(Stored data)
//! Input reader: polls the serial console and assembles lines.
//!
//! Characters accumulate in a fixed buffer until `\r` or `\n`. A
//! completed, non-empty line goes to a [`LineConsumer`]; characters past
//! the buffer capacity are dropped. The reserved toggle character flips
//! the debug flag and never reaches the buffer.

use std::sync::Arc;
use std::time::Duration;

use log::{debug, info, warn};

use crate::adapters::time::MonotonicClock;
use crate::command::time_result_code;
use crate::config::ControllerConfig;

use super::context::SharedContext;
use super::ports::{CharSource, StatusSink};
use super::queue::{CommandQueue, MAX_LINE_LEN, RawLine};

/// Upper bound on characters drained in one poll, so a flooding source
/// cannot starve the shutdown check.
pub const MAX_CHARS_PER_POLL: usize = 64;

/// Where completed lines go.
pub trait LineConsumer: Send {
    fn consume(&mut self, line: RawLine);
}

// ── Consumers ─────────────────────────────────────────────────

/// Hands lines to the dispatcher. Never blocks; a full queue drops the line.
pub struct QueueForwarder {
    queue: Arc<CommandQueue>,
    dropped: u32,
}

impl QueueForwarder {
    pub fn new(queue: Arc<CommandQueue>) -> Self {
        Self { queue, dropped: 0 }
    }

    /// Lines lost to a full queue.
    pub fn dropped(&self) -> u32 {
        self.dropped
    }
}

impl LineConsumer for QueueForwarder {
    fn consume(&mut self, line: RawLine) {
        if let Err(line) = self.queue.push(line) {
            self.dropped = self.dropped.saturating_add(1);
            warn!("Input: command queue full, dropping '{}'", line.as_str());
        }
    }
}

/// Answers each `HHMMSS` line with its result code on the status channel.
pub struct TimeCheckResponder<O: StatusSink> {
    output: Arc<O>,
}

impl<O: StatusSink> TimeCheckResponder<O> {
    pub fn new(output: Arc<O>) -> Self {
        Self { output }
    }
}

impl<O: StatusSink> LineConsumer for TimeCheckResponder<O> {
    fn consume(&mut self, line: RawLine) {
        let code = time_result_code(line.as_str());
        debug!("Time check: '{}' -> {}", line.as_str(), code);
        self.output.emit(&code.to_string());
    }
}

// ── Reader ────────────────────────────────────────────────────

pub struct InputReader<S: CharSource, C: LineConsumer> {
    source: S,
    consumer: C,
    ctx: Arc<SharedContext>,
    clock: MonotonicClock,
    buffer: heapless::String<MAX_LINE_LEN>,
    capacity: usize,
    toggle: Option<char>,
    poll_interval: Duration,
}

impl<S: CharSource, C: LineConsumer> InputReader<S, C> {
    /// `toggle` is the reserved debug character, or `None` to treat every
    /// character as line content.
    pub fn new(
        source: S,
        consumer: C,
        ctx: Arc<SharedContext>,
        clock: MonotonicClock,
        config: &ControllerConfig,
        toggle: Option<char>,
    ) -> Self {
        Self {
            source,
            consumer,
            ctx,
            clock,
            buffer: heapless::String::new(),
            capacity: config.line_capacity.min(MAX_LINE_LEN),
            toggle,
            poll_interval: Duration::from_millis(u64::from(config.poll_interval_ms)),
        }
    }

    /// Handle one character.
    pub fn feed(&mut self, c: char) {
        if self.toggle.is_some_and(|t| t.eq_ignore_ascii_case(&c)) {
            let enabled = self.ctx.debug.toggle();
            info!("Debug mode {}", if enabled { "enabled" } else { "disabled" });
            return;
        }

        if c == '\r' || c == '\n' {
            if !self.buffer.is_empty() {
                let line = RawLine::new(&self.buffer, self.clock.uptime_us());
                self.buffer.clear();
                self.consumer.consume(line);
            }
            return;
        }

        if self.buffer.len() + c.len_utf8() > self.capacity {
            return;
        }
        // Cannot fail: capacity never exceeds the buffer size.
        let _ = self.buffer.push(c);
    }

    /// Drain whatever the source has pending. Returns the number of
    /// characters read.
    pub fn poll(&mut self) -> usize {
        let mut read = 0;
        while read < MAX_CHARS_PER_POLL {
            let Some(c) = self.source.try_read_char() else {
                break;
            };
            self.feed(c);
            read += 1;
        }
        read
    }

    /// Poll at the configured cadence until shutdown.
    pub fn run(&mut self) {
        info!("Input reader polling every {:?}", self.poll_interval);
        while !self.ctx.shutdown.is_requested() {
            self.poll();
            std::thread::sleep(self.poll_interval);
        }
        debug!("Input reader stopped");
    }

    /// Characters buffered towards the next line.
    pub fn pending(&self) -> &str {
        self.buffer.as_str()
    }

    pub fn consumer(&self) -> &C {
        &self.consumer
    }
}
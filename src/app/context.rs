//! Process-wide state shared by every task.
//!
//! Owned by the controller and handed to each task at construction as an
//! `Arc<SharedContext>`; nothing here is a global.

use core::cell::RefCell;
use core::future::{Future, poll_fn};
use core::sync::atomic::{AtomicBool, Ordering};
use core::task::Poll;

use embassy_sync::blocking_mutex::Mutex as BlockingMutex;
use embassy_sync::blocking_mutex::raw::CriticalSectionRawMutex;
use embassy_sync::waitqueue::MultiWakerRegistration;

/// Upper bound on tasks parked in [`ShutdownSignal::wait`] at once.
const SHUTDOWN_WAITERS: usize = 8;

// ── Debug flag ────────────────────────────────────────────────

/// Whether diagnostic records are printed.
///
/// Single writer (the input reader), best-effort readers. Relaxed ordering
/// is enough: a reader may see the old value for at most one poll interval.
pub struct DebugFlag(AtomicBool);

impl DebugFlag {
    pub const fn new(enabled: bool) -> Self {
        Self(AtomicBool::new(enabled))
    }

    pub fn is_enabled(&self) -> bool {
        self.0.load(Ordering::Relaxed)
    }

    /// Flip the flag and return the new value.
    pub fn toggle(&self) -> bool {
        !self.0.fetch_xor(true, Ordering::Relaxed)
    }

    pub fn set(&self, enabled: bool) {
        self.0.store(enabled, Ordering::Relaxed);
    }
}

// ── Shutdown signal ───────────────────────────────────────────

/// One-shot, multi-waiter stop request.
///
/// Blocking tasks poll [`is_requested`](Self::is_requested) between waits;
/// queue receivers race their receive against [`wait`](Self::wait).
pub struct ShutdownSignal {
    requested: AtomicBool,
    waiters: BlockingMutex<CriticalSectionRawMutex, RefCell<MultiWakerRegistration<SHUTDOWN_WAITERS>>>,
}

impl Default for ShutdownSignal {
    fn default() -> Self {
        Self::new()
    }
}

impl ShutdownSignal {
    pub fn new() -> Self {
        Self {
            requested: AtomicBool::new(false),
            waiters: BlockingMutex::new(RefCell::new(MultiWakerRegistration::new())),
        }
    }

    pub fn is_requested(&self) -> bool {
        self.requested.load(Ordering::Acquire)
    }

    /// Request shutdown and wake every parked waiter.
    pub fn trigger(&self) {
        self.requested.store(true, Ordering::Release);
        self.waiters.lock(|w| w.borrow_mut().wake());
    }

    /// Resolves once [`trigger`](Self::trigger) has been called.
    pub fn wait(&self) -> impl Future<Output = ()> + '_ {
        poll_fn(move |cx| {
            if self.is_requested() {
                return Poll::Ready(());
            }
            self.waiters.lock(|w| w.borrow_mut().register(cx.waker()));
            // Re-check: trigger may have run between the first load and register.
            if self.is_requested() {
                Poll::Ready(())
            } else {
                Poll::Pending
            }
        })
    }
}

// ── Shared context ────────────────────────────────────────────

/// State every task receives at construction.
pub struct SharedContext {
    pub debug: DebugFlag,
    pub shutdown: ShutdownSignal,
}

impl SharedContext {
    pub fn new(debug_at_boot: bool) -> Self {
        Self {
            debug: DebugFlag::new(debug_at_boot),
            shutdown: ShutdownSignal::new(),
        }
    }
}
//! Adapters: concrete implementations of the hexagonal port traits.
//!
//! | Adapter        | Implements   | Connects to                   |
//! |----------------|--------------|-------------------------------|
//! | `gpio`         | GpioPort     | embedded-hal pins / simulator |
//! | `uart_console` | CharSource   | UART1 RX (host: loopback)     |
//! | `log_sink`     | StatusSink   | Serial log output             |
//! | `time`         |              | ESP32 high-resolution timer   |

pub mod gpio;
pub mod log_sink;
pub mod time;
pub mod uart_console;
//! Coordinator: wires the pipeline and owns every task.
//!
//! ```text
//!                 ┌──────────────┐  RawLine  ┌────────────┐  Command  ┌───────────┐
//!  CharSource ──▶ │ Input Reader │─────────▶ │ Dispatcher │─────────▶ │ Actuators │──▶ SignalHead
//!                 └──────────────┘  queue    └────────────┘ ◀─────────└───────────┘
//!                        │                        │        completion       │
//!                        ▼ debug flag             └──────┬──────────────────┘
//!                                                        ▼
//!                                          DiagnosticsSink ──▶ StatusSink
//! ```
//!
//! Bring-up of the signal head happens before any task starts; a failure
//! there is returned to the caller and nothing is spawned.

use std::sync::Arc;
use std::thread::JoinHandle;

use log::{error, info};

use crate::adapters::time::MonotonicClock;
use crate::command::Color;
use crate::config::{ControllerConfig, OperatingMode};
use crate::diagnostics::{Diagnostics, DiagnosticsQueue, DiagnosticsSink, DiagnosticsStats};
use crate::drivers::signal_head::SignalHead;
use crate::drivers::task_pin::{Core, TaskSpec, spawn_task};
use crate::error::{Error, Result};

use super::actuator::{ActuatorBank, task_name};
use super::context::{DebugFlag, SharedContext};
use super::cycle::CycleTask;
use super::dispatcher::Dispatcher;
use super::input::{InputReader, QueueForwarder, TimeCheckResponder};
use super::ports::{CharSource, GpioPort, StatusSink};
use super::queue::CommandQueue;

pub struct Controller<G: GpioPort + 'static> {
    mode: OperatingMode,
    ctx: Arc<SharedContext>,
    head: Arc<SignalHead<G>>,
    bank: Arc<ActuatorBank>,
    queue: Arc<CommandQueue>,
    stats: Arc<DiagnosticsStats>,
    tasks: Vec<JoinHandle<()>>,
}

impl<G: GpioPort + 'static> Controller<G> {
    /// Validate `config`, bring up the outputs, and start every task for
    /// the configured mode.
    pub fn start<S, O>(
        config: ControllerConfig,
        gpio: G,
        source: S,
        output: Arc<O>,
        clock: MonotonicClock,
    ) -> Result<Self>
    where
        S: CharSource + 'static,
        O: StatusSink + 'static,
    {
        let started = clock.uptime_us();
        config.validate().map_err(Error::Config)?;

        let head = Arc::new(SignalHead::new(gpio));
        head.bring_up()?;

        let mut controller = Self {
            mode: config.mode,
            ctx: Arc::new(SharedContext::new(config.debug_at_boot)),
            head,
            bank: Arc::new(ActuatorBank::new(&config)),
            queue: Arc::new(CommandQueue::new()),
            stats: Arc::new(DiagnosticsStats::default()),
            tasks: Vec::new(),
        };

        if let Err(e) = controller.spawn_tasks(&config, source, output, clock) {
            error!("Controller: start failed: {}", e);
            controller.shutdown();
            return Err(e);
        }

        match config.mode {
            OperatingMode::Sequencer => {
                info!("Traffic Light Controller Ready");
                info!(
                    "Send e.g.: R,1000 Y,500 G,2000 or {} to toggle debug",
                    config.debug_toggle
                );
            }
            OperatingMode::TimeCheck => info!("Time check ready: send HHMMSS"),
            OperatingMode::AutoCycle => info!("Traffic Light Controller Ready (auto cycle)"),
        }
        info!("Init time: {} us", clock.elapsed_us(started));
        Ok(controller)
    }

    fn spawn_tasks<S, O>(
        &mut self,
        config: &ControllerConfig,
        source: S,
        output: Arc<O>,
        clock: MonotonicClock,
    ) -> Result<()>
    where
        S: CharSource + 'static,
        O: StatusSink + 'static,
    {
        let stack = config.task_stack_kb;
        let prio = config.actuation_priority;

        let diag_queue = Arc::new(DiagnosticsQueue::new());
        let diagnostics = Diagnostics::new(diag_queue.clone(), self.stats.clone(), clock);
        let sink = DiagnosticsSink::new(
            diag_queue,
            self.stats.clone(),
            self.ctx.clone(),
            output.clone(),
            clock,
        );
        self.spawn(
            TaskSpec::new("diagnostics\0", Core::Pro, config.diagnostics_priority, stack),
            move || sink.run(),
        )?;

        if config.mode == OperatingMode::TimeCheck {
            let responder = TimeCheckResponder::new(output);
            let mut reader =
                InputReader::new(source, responder, self.ctx.clone(), clock, config, None);
            return self.spawn(TaskSpec::new("input\0", Core::Pro, prio, stack), move || {
                reader.run();
            });
        }

        for color in Color::ALL {
            let actuator = self
                .bank
                .actuator(color, self.head.clone(), diagnostics.clone(), clock);
            self.spawn(TaskSpec::new(task_name(color), Core::App, prio, stack), move || {
                actuator.run();
            })?;
        }

        let dispatcher = Dispatcher::new(self.bank.clone(), diagnostics, clock, config);
        let (queue, ctx) = (self.queue.clone(), self.ctx.clone());
        self.spawn(TaskSpec::new("dispatcher\0", Core::App, prio, stack), move || {
            dispatcher.run(&queue, &ctx.shutdown);
        })?;

        if config.mode == OperatingMode::AutoCycle {
            drop(source);
            let mut cycle = CycleTask::new(
                self.queue.clone(),
                self.head.clone(),
                self.ctx.clone(),
                clock,
                config,
            );
            return self.spawn(TaskSpec::new("cycle\0", Core::Pro, prio, stack), move || {
                cycle.run();
            });
        }

        let forwarder = QueueForwarder::new(self.queue.clone());
        let mut reader = InputReader::new(
            source,
            forwarder,
            self.ctx.clone(),
            clock,
            config,
            Some(config.debug_toggle),
        );
        self.spawn(TaskSpec::new("input\0", Core::Pro, prio, stack), move || {
            reader.run();
        })
    }

    fn spawn(&mut self, spec: TaskSpec, f: impl FnOnce() + Send + 'static) -> Result<()> {
        self.tasks.push(spawn_task(spec, f)?);
        Ok(())
    }

    pub fn mode(&self) -> OperatingMode {
        self.mode
    }

    pub fn debug(&self) -> &DebugFlag {
        &self.ctx.debug
    }

    pub fn head(&self) -> &SignalHead<G> {
        &self.head
    }

    pub fn diagnostics(&self) -> &DiagnosticsStats {
        &self.stats
    }

    /// Lines waiting for the dispatcher.
    pub fn pending_lines(&self) -> usize {
        self.queue.len()
    }

    pub fn is_running(&self) -> bool {
        !self.tasks.is_empty()
    }

    /// Stop every task and wait for it to exit. Idempotent.
    pub fn shutdown(&mut self) {
        if self.tasks.is_empty() {
            return;
        }
        info!("Controller: shutting down {} task(s)", self.tasks.len());
        self.ctx.shutdown.trigger();
        self.bank.close();
        for task in self.tasks.drain(..) {
            let name = task.thread().name().unwrap_or("?").to_string();
            if task.join().is_err() {
                error!("Controller: task '{}' panicked", name);
            }
        }
    }
}

impl<G: GpioPort + 'static> Drop for Controller<G> {
    fn drop(&mut self) {
        self.shutdown();
    }
}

• **YOUR INSTRUCTIONS**
Once the lines above that include "Light" are counted, report the number and nothing else.

• **RESULT**
2